- Opening Delimiter -

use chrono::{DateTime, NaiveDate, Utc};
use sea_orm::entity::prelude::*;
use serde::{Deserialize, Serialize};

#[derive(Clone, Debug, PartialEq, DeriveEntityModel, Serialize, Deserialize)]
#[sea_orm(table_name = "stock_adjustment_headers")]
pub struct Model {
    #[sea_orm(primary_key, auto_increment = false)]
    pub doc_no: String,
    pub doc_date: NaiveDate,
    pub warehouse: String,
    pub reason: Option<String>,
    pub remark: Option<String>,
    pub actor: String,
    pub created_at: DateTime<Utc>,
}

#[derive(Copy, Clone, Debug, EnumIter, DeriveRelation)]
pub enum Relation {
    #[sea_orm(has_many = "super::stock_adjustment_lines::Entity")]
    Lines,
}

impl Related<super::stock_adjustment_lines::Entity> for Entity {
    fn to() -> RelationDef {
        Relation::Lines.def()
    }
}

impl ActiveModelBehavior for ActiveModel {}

- Closing Delimiter -
- Opening Delimiter -

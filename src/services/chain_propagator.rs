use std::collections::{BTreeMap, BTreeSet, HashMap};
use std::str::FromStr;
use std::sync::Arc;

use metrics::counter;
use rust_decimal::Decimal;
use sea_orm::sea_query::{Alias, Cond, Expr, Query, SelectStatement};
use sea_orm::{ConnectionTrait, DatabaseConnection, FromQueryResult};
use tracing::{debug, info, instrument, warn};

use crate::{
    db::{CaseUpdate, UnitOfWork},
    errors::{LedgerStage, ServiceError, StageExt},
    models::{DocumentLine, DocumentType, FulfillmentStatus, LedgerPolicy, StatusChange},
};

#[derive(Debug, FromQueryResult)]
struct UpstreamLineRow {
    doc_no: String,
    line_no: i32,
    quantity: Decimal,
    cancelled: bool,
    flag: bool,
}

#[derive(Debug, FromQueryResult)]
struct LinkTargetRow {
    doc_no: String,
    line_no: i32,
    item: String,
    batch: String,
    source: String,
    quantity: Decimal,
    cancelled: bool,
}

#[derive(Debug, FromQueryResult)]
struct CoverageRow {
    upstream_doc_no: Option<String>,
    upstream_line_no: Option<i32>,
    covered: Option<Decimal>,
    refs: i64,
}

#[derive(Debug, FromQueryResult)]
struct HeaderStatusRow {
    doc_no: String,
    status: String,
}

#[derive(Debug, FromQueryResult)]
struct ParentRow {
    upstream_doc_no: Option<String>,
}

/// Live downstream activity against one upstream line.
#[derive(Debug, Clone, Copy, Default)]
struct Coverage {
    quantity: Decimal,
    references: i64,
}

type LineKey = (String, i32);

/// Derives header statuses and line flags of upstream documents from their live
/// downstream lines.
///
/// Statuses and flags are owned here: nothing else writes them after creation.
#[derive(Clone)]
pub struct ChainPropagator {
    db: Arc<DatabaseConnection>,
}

- Closing Delimiter -
- Opening Delimiter -

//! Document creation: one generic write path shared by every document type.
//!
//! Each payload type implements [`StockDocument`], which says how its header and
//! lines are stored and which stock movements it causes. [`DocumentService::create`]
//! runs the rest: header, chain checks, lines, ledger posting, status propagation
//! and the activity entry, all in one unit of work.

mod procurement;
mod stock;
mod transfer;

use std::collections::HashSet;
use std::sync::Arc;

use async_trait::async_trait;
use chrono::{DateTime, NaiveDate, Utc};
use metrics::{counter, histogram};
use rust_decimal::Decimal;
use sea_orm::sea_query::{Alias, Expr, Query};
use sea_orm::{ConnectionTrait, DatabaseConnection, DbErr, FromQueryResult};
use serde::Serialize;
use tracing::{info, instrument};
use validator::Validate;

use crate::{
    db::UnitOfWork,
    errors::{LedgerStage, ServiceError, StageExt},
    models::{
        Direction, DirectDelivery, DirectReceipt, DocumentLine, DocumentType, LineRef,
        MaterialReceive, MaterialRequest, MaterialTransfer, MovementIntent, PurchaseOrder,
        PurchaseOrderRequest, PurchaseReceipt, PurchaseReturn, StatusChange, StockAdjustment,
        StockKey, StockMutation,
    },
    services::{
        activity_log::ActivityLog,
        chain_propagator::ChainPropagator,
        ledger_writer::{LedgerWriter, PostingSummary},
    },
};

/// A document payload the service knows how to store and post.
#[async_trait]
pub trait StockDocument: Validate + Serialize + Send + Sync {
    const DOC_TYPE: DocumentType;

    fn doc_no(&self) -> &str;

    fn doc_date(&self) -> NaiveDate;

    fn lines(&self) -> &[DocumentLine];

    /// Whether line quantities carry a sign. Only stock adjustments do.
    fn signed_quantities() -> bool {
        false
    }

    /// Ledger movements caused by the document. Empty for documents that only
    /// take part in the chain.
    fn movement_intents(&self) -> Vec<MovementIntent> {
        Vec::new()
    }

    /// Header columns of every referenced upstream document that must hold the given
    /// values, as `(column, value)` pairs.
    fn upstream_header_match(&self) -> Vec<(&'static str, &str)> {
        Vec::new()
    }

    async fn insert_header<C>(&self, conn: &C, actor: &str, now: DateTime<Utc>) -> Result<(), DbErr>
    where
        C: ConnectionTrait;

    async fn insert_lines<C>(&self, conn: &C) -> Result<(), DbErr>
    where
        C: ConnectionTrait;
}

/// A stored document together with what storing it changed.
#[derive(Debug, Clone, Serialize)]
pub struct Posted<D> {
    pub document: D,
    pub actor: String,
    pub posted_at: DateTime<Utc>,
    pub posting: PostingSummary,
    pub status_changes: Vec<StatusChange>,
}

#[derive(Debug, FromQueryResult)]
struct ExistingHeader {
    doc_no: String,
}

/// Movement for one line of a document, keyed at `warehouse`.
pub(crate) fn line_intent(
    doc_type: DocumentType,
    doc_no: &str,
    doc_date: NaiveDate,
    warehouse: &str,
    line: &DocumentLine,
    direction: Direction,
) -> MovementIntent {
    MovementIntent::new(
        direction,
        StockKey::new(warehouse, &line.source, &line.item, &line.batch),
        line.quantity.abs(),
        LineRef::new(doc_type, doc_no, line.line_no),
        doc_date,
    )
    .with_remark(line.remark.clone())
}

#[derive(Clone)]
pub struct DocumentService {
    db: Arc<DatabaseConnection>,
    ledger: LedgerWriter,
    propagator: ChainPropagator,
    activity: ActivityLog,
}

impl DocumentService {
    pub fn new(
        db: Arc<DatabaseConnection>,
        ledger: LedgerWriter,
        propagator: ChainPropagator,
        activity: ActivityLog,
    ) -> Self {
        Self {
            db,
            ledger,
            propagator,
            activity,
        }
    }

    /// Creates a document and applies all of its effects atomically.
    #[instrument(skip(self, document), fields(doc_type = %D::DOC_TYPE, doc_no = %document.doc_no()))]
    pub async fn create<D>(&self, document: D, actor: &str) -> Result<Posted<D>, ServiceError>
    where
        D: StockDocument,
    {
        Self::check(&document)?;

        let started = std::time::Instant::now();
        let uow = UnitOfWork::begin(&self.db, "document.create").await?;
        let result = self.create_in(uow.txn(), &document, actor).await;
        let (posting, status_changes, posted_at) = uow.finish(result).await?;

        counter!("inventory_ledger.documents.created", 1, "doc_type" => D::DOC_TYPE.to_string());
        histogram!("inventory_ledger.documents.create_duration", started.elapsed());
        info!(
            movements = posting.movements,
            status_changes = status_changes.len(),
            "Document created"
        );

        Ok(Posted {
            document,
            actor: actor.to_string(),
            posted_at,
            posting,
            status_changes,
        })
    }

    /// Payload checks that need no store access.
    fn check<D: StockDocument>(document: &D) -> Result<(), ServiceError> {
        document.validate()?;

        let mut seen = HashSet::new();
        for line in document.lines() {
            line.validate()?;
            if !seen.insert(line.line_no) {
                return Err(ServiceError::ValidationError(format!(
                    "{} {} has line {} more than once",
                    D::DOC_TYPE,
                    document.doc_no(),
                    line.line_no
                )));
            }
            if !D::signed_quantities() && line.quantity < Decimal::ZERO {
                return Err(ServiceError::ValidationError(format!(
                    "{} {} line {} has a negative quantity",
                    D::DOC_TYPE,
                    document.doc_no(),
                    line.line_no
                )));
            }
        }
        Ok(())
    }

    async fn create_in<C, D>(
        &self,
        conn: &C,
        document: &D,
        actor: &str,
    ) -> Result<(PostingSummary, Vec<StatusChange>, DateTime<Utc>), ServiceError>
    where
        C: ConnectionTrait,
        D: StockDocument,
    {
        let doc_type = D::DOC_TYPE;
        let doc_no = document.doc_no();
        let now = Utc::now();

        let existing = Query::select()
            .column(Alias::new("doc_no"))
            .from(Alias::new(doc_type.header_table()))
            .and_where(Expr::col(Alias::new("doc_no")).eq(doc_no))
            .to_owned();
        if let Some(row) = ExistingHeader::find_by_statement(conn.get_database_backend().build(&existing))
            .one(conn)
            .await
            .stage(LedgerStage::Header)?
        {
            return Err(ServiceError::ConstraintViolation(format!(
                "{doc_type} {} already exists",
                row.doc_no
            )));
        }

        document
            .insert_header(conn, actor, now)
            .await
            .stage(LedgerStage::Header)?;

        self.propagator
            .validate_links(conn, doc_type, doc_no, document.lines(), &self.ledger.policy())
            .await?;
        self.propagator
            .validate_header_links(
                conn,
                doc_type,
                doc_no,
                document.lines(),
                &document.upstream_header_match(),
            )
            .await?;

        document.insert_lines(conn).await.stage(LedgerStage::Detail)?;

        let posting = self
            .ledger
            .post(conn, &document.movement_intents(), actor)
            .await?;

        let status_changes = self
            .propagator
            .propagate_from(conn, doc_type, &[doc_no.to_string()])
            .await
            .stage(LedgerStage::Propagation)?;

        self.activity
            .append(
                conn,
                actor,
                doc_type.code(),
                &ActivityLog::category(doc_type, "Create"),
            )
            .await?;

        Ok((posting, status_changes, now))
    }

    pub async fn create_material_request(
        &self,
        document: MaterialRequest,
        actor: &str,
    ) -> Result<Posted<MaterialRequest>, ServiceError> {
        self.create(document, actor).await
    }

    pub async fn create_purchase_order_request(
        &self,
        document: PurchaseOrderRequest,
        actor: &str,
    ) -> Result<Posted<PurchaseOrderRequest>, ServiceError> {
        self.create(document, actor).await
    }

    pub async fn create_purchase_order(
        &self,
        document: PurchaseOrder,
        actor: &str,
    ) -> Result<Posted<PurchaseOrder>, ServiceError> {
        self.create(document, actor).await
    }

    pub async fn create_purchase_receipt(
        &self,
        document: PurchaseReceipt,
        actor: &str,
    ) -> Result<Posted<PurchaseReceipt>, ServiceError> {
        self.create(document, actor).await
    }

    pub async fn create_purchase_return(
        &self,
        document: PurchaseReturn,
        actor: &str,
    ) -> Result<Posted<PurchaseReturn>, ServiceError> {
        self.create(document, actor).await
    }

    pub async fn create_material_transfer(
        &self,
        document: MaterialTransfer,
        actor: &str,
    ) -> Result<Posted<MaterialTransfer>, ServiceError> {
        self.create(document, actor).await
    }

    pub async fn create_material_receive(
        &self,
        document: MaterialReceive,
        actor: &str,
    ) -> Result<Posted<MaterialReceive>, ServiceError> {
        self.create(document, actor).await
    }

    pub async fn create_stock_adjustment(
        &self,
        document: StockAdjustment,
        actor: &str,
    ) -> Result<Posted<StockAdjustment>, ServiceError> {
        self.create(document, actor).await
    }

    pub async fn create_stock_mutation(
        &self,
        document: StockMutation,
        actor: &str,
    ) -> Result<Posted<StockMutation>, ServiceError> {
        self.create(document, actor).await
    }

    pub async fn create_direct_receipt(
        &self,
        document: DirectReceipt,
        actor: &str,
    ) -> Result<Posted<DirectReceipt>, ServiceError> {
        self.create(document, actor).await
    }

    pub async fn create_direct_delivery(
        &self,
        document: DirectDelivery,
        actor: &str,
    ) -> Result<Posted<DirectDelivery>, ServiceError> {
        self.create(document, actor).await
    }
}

- Closing Delimiter -

◆ **Required work**
Of the lines in the data, report each one containing the string "ExistingHeader".

◆ **Answer space**
struct ExistingHeader {
        if let Some(row) = ExistingHeader::find_by_statement(conn.get_database_backend().build(&existing))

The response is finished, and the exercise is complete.